Smriti Irani will destroy Indian education for good
[Published on dailyo.in Nov 19, 2015]
Our recent piece on the valedictory speech of the minister of HRD at a Kolkata workshop elicited many replies from the readers. Some found that we indulged in a personal attack, our piece lacked “logic” and “argumentation” and one of her secret admirers, in her defence, even sent us a link to a report by Saptadwipa Ghosal in The Echo of India. Such responses demand an adequate reply. Actually, we wanted to show how profound her new education policy is and we failed in demonstrating it. In this piece, through the use of sophisticated hermeneutics, we shall make our mistake good.
Personal attack
About personal attack, one of the authors has met Smriti twice so far and his impressions of her are very positive. Though rumours are rife about her abrasive and arrogant personality, she came across as a nice, pleasant and witty person in her conversations with him. Nothing in our article suggests anything about her personality, whether positive or negative. In this sense, we could not have indulged in a personal attack.
The second sense of personal attack involves impropriety, whether understood in terms of some vague notion of “good manners” that is prevalent among the fake intellectuals that populate the Indian academia or in the sense of being abusive. Only those who cannot read a text properly would see a sarcasm-laden text as either being abusive or lacking in good manners. We have no answer to give to those who cannot understand a text or know how to read it.

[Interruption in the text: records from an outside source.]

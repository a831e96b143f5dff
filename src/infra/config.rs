//! Configuration management infrastructure.
//!
//! This module provides configuration file support, allowing users to save
//! and load the digest algorithm, timestamp settings, signature attributes and
//! chain-building preferences used to construct a signer.

use std::fs;
use std::path::{Path, PathBuf};

use serde::{Deserialize, Serialize};

use crate::domain::crypto::{load_certificates, DigestAlgorithm};
use crate::domain::types::{TimestampConfiguration, TimestampKind, TimestampUrl};
use crate::infra::error::{SigningError, SigningResult};
use crate::services::chain_builder::{ChainPolicy, ChainVerificationFlags};

/// Signer configuration with all signing preferences
#[derive(Debug, Clone, PartialEq, Eq, Serialize, Deserialize)]
#[serde(default)]
pub struct SignerConfiguration {
    /// File digest algorithm (SHA1, SHA256, SHA384, SHA512)
    pub digest_algorithm: String,

    /// Ask for page hashes when signing plain files
    pub page_hashing: bool,

    /// Signature description attribute
    pub description: Option<String>,

    /// Signature description URL attribute
    pub description_url: Option<String>,

    /// Timestamp settings
    pub timestamp: TimestampSettings,

    /// Certificate chain settings
    pub chain: ChainSettings,
}

/// Timestamp configuration as stored on disk
#[derive(Debug, Clone, PartialEq, Eq, Serialize, Deserialize)]
#[serde(default)]
pub struct TimestampSettings {
    /// none, authenticode or rfc3161
    pub kind: TimestampKind,

    /// Timestamp server URL, required unless kind is none
    pub url: Option<String>,
}

/// Certificate chain configuration
#[derive(Debug, Clone, PartialEq, Eq, Serialize, Deserialize)]
#[serde(default)]
pub struct ChainSettings {
    /// PEM or DER files with intermediates used to complete the chain
    pub additional_certificates: Vec<PathBuf>,

    /// PEM or DER files with trusted roots
    pub trust_anchors: Vec<PathBuf>,

    /// Reject chain elements outside their validity period
    pub check_time: bool,

    /// Require the chain to end in one of the trust anchors
    pub require_trusted_root: bool,

    /// Search the local OpenSSL default store for issuers
    pub use_local_store: bool,
}

impl Default for ChainSettings {
    fn default() -> Self {
        Self {
            additional_certificates: Vec::new(),
            trust_anchors: Vec::new(),
            check_time: false,
            require_trusted_root: false,
            use_local_store: true,
        }
    }
}

impl Default for SignerConfiguration {
    fn default() -> Self {
        Self {
            digest_algorithm: "SHA256".to_string(),
            page_hashing: false,
            description: None,
            description_url: None,
            timestamp: TimestampSettings::default(),
            chain: ChainSettings::default(),
        }
    }
}

impl Default for TimestampSettings {
    fn default() -> Self {
        Self {
            kind: TimestampKind::Rfc3161,
            url: Some("http://timestamp.digicert.com".to_string()),
        }
    }
}

impl SignerConfiguration {
    pub fn digest_algorithm(&self) -> SigningResult<DigestAlgorithm> {
        self.digest_algorithm.parse()
    }

    pub fn timestamp_configuration(&self) -> SigningResult<TimestampConfiguration> {
        let url = match (&self.timestamp.kind, &self.timestamp.url) {
            (TimestampKind::None, _) | (_, None) => None,
            (_, Some(url)) => Some(TimestampUrl::new(url)?),
        };
        TimestampConfiguration::new(self.timestamp.kind, url)
    }

    /// Load the configured certificate files into a chain policy.
    pub fn chain_policy(&self) -> SigningResult<ChainPolicy> {
        Ok(ChainPolicy::new()
            .with_extra_certificates(read_certificate_files(&self.chain.additional_certificates)?)
            .with_trust_anchors(read_certificate_files(&self.chain.trust_anchors)?)
            .with_flags(ChainVerificationFlags {
                check_time: self.chain.check_time,
                require_trusted_root: self.chain.require_trusted_root,
            })
            .with_local_store(self.chain.use_local_store))
    }

    /// Description, description URL and page hashing used by
    /// `AuthenticodeSigner::sign_configured`.
    #[must_use]
    pub fn signing_defaults(&self) -> SigningDefaults {
        SigningDefaults {
            description: self.description.clone(),
            description_url: self.description_url.clone(),
            page_hashing: self.page_hashing,
        }
    }
}

fn read_certificate_files(paths: &[PathBuf]) -> SigningResult<Vec<openssl::x509::X509>> {
    let mut certs = Vec::new();
    for path in paths {
        let data = fs::read(path).map_err(|e| {
            SigningError::ConfigurationError(format!(
                "Failed to read certificate file {}: {}",
                path.display(),
                e
            ))
        })?;
        certs.extend(load_certificates(&data)?);
    }
    Ok(certs)
}

/// Per-file signature attributes applied when the caller gives none.
#[derive(Debug, Clone, PartialEq, Eq, Default)]
pub struct SigningDefaults {
    pub description: Option<String>,
    pub description_url: Option<String>,
    pub page_hashing: bool,
}

/// Configuration manager for handling config files
pub struct ConfigManager {
    config_path: PathBuf,
}

impl ConfigManager {
    /// Create a new configuration manager with default path
    pub fn new() -> SigningResult<Self> {
        let config_path = Self::default_config_path()?;
        Ok(Self { config_path })
    }

    /// Create a configuration manager with custom path
    pub fn with_path<P: AsRef<Path>>(path: P) -> Self {
        Self {
            config_path: path.as_ref().to_path_buf(),
        }
    }

    /// Get the default configuration file path
    pub fn default_config_path() -> SigningResult<PathBuf> {
        if let Some(config_dir) = dirs::config_dir() {
            Ok(config_dir.join("authenticode-signer").join("config.toml"))
        } else {
            Ok(PathBuf::from("authenticode-signer.toml"))
        }
    }

    /// Load configuration from file, creating default if it doesn't exist
    pub fn load_or_create_default(&self) -> SigningResult<SignerConfiguration> {
        if self.config_path.exists() {
            self.load()
        } else {
            log::info!(
                "Configuration file not found, creating default: {}",
                self.config_path.display()
            );
            let default_config = SignerConfiguration::default();
            self.save(&default_config)?;
            Ok(default_config)
        }
    }

    /// Load configuration from file
    pub fn load(&self) -> SigningResult<SignerConfiguration> {
        log::info!("Loading configuration from: {}", self.config_path.display());

        let content = fs::read_to_string(&self.config_path).map_err(|e| {
            SigningError::ConfigurationError(format!(
                "Failed to read config file {}: {}",
                self.config_path.display(),
                e
            ))
        })?;

        let config: SignerConfiguration = toml::from_str(&content).map_err(|e| {
            SigningError::ConfigurationError(format!("Failed to parse config file: {e}"))
        })?;

        Self::validate_config(&config)?;
        Ok(config)
    }

    /// Save configuration to file
    pub fn save(&self, config: &SignerConfiguration) -> SigningResult<()> {
        Self::validate_config(config)?;
        log::info!("Saving configuration to: {}", self.config_path.display());

        if let Some(parent) = self.config_path.parent() {
            fs::create_dir_all(parent).map_err(|e| {
                SigningError::ConfigurationError(format!(
                    "Failed to create config directory {}: {}",
                    parent.display(),
                    e
                ))
            })?;
        }

        let content = toml::to_string_pretty(config).map_err(|e| {
            SigningError::ConfigurationError(format!("Failed to serialize config: {e}"))
        })?;

        fs::write(&self.config_path, content).map_err(|e| {
            SigningError::ConfigurationError(format!(
                "Failed to write config file {}: {}",
                self.config_path.display(),
                e
            ))
        })?;

        Ok(())
    }

    /// Validate configuration values
    fn validate_config(config: &SignerConfiguration) -> SigningResult<()> {
        config.digest_algorithm().map_err(|_| {
            SigningError::ConfigurationError(format!(
                "Invalid digest algorithm: {}",
                config.digest_algorithm
            ))
        })?;

        config.timestamp_configuration().map_err(|e| {
            SigningError::ConfigurationError(format!("Invalid timestamp settings: {e}"))
        })?;

        Ok(())
    }

    /// Update a specific configuration value
    pub fn update_value(&self, key: &str, value: &str) -> SigningResult<()> {
        let mut config = self.load()?;

        match key {
            "digest_algorithm" => config.digest_algorithm = value.to_string(),
            "page_hashing" => {
                config.page_hashing = value.parse().map_err(|_| {
                    SigningError::ConfigurationError(format!("Invalid boolean value: {value}"))
                })?;
            }
            "description" => config.description = Some(value.to_string()),
            "description_url" => config.description_url = Some(value.to_string()),
            "timestamp.kind" => config.timestamp.kind = value.parse()?,
            "timestamp.url" => config.timestamp.url = Some(value.to_string()),
            _ => {
                return Err(SigningError::ConfigurationError(format!(
                    "Unknown configuration key: {key}"
                )));
            }
        }

        self.save(&config)
    }

    /// Get the configuration file path
    #[must_use]
    pub fn config_path(&self) -> &Path {
        &self.config_path
    }
}
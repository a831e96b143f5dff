//! Digest signing service.
//!
//! Performs the private-key operation the signing service delegates to the
//! callback: the service computes the to-be-signed digest, this module turns
//! it into raw signature bytes.
//!
//! - RSA keys sign with PKCS#1 v1.5; the digest algorithm selects the
//!   `DigestInfo` hash identifier.
//! - EC keys sign the raw digest; the result is `r || s`, each half padded to
//!   the curve's field size.
//!
//! The signer holds no mutable state, so one instance may serve any number of
//! sequential or concurrent calls.

use openssl::ecdsa::EcdsaSig;
use openssl::pkey::PKey;
use openssl::pkey_ctx::PkeyCtx;
use openssl::rsa::Padding;
use openssl::x509::X509;

use crate::adapters::key::SigningKey;
use crate::domain::crypto::{AlgorithmCode, DigestAlgorithm, SignatureBuffer};
use crate::infra::error::{SigningError, SigningResult};

/// Key, certificate and file digest algorithm of one signer.
#[derive(Debug)]
pub struct SigningIdentity {
    key: SigningKey,
    certificate: X509,
    digest_algorithm: DigestAlgorithm,
}

impl SigningIdentity {
    #[must_use]
    pub fn new(key: SigningKey, certificate: X509, digest_algorithm: DigestAlgorithm) -> Self {
        Self {
            key,
            certificate,
            digest_algorithm,
        }
    }

    #[must_use]
    pub fn key(&self) -> &SigningKey {
        &self.key
    }

    #[must_use]
    pub fn certificate(&self) -> &X509 {
        &self.certificate
    }

    #[must_use]
    pub fn digest_algorithm(&self) -> DigestAlgorithm {
        self.digest_algorithm
    }
}

/// Signs precomputed digests with the identity's private key.
#[derive(Debug)]
pub struct DigestSigner {
    identity: SigningIdentity,
}

impl DigestSigner {
    #[must_use]
    pub fn new(identity: SigningIdentity) -> Self {
        Self { identity }
    }

    #[must_use]
    pub fn identity(&self) -> &SigningIdentity {
        &self.identity
    }

    /// Sign `digest`, which must be a complete `algorithm` digest.
    ///
    /// # Errors
    /// `UnsupportedAlgorithm` for a digest of the wrong length or a key type
    /// other than RSA/EC, `AllocationFailure` if the output buffer cannot be
    /// reserved.
    pub fn sign(&self, digest: &[u8], algorithm: DigestAlgorithm) -> SigningResult<SignatureBuffer> {
        if digest.len() != algorithm.digest_size() {
            return Err(SigningError::UnsupportedAlgorithm(format!(
                "{} byte digest does not match {algorithm} ({} bytes)",
                digest.len(),
                algorithm.digest_size()
            )));
        }

        let signature = match &self.identity.key {
            SigningKey::Rsa(rsa) => {
                let pkey = PKey::from_rsa(rsa.clone())?;
                let mut ctx = PkeyCtx::new(&pkey)?;
                ctx.sign_init()?;
                ctx.set_rsa_padding(Padding::PKCS1)?;
                ctx.set_signature_md(algorithm.md())?;
                let mut signature = Vec::new();
                ctx.sign_to_vec(digest, &mut signature)?;
                signature
            }
            SigningKey::Ec(ec) => {
                let sig = EcdsaSig::sign(digest, ec)?;
                let field_len = (ec.group().degree() as i32 + 7) / 8;
                let mut signature = sig.r().to_vec_padded(field_len)?;
                signature.extend_from_slice(&sig.s().to_vec_padded(field_len)?);
                signature
            }
            SigningKey::Unsupported { kind } => {
                return Err(SigningError::UnsupportedAlgorithm(format!(
                    "private key type {kind:?} cannot sign digests"
                )));
            }
        };

        log::debug!(
            "Signed {} digest with {} key: {} byte signature",
            algorithm,
            self.identity.key.kind_name(),
            signature.len()
        );

        SignatureBuffer::copy_from(&signature)
    }

    /// Sign a digest identified by the service's algorithm code.
    ///
    /// The code must name a known algorithm; the signature itself always uses
    /// the configured digest algorithm as the hash identifier.
    pub fn sign_with_code(
        &self,
        code: AlgorithmCode,
        digest: &[u8],
    ) -> SigningResult<SignatureBuffer> {
        let requested = DigestAlgorithm::from_algorithm_code(code)?;
        let configured = self.identity.digest_algorithm;
        if requested != configured {
            log::debug!("Service requested {requested}, signing with configured {configured}");
        }
        self.sign(digest, configured)
    }
}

The third sense of personal attack involves the fallacy of ad hominem criticism. It is very well-known in India because it is the only kind of “criticism” that Ambedkarites and their sycophants use: challenge and reject some idea because it comes from the “Brahmins” and/or the “upper caste” members. This “radicalism” and “social justice” which they are taught in the Indian universities, especially in humanities and social science departments, as a heroic and valid criticism is an argumentative fallacy everywhere else in the world. One cannot reject an argument because of the person who says it; the truth and the validity of the argument do not depend on the nature of the person who puts the argument across. We did not reject anything that Smriti said in her speech because of who she is but because of what she said.
In all these three senses, our article cannot be seen as a personal attack on Smriti Irani by any reasonable person. However, it did attack her ideas, if she has any worth calling her own, because they are asinine, silly and dangerous. The hyperlink that her secret admirer sent us makes this fact even more painfully obvious. Surely, some salutary words are required about the HRD”s ground-breaking policy initiatives, as The Echo of India presents them, and also to meet the objection that we presented nothing of “substance” in our earlier piece.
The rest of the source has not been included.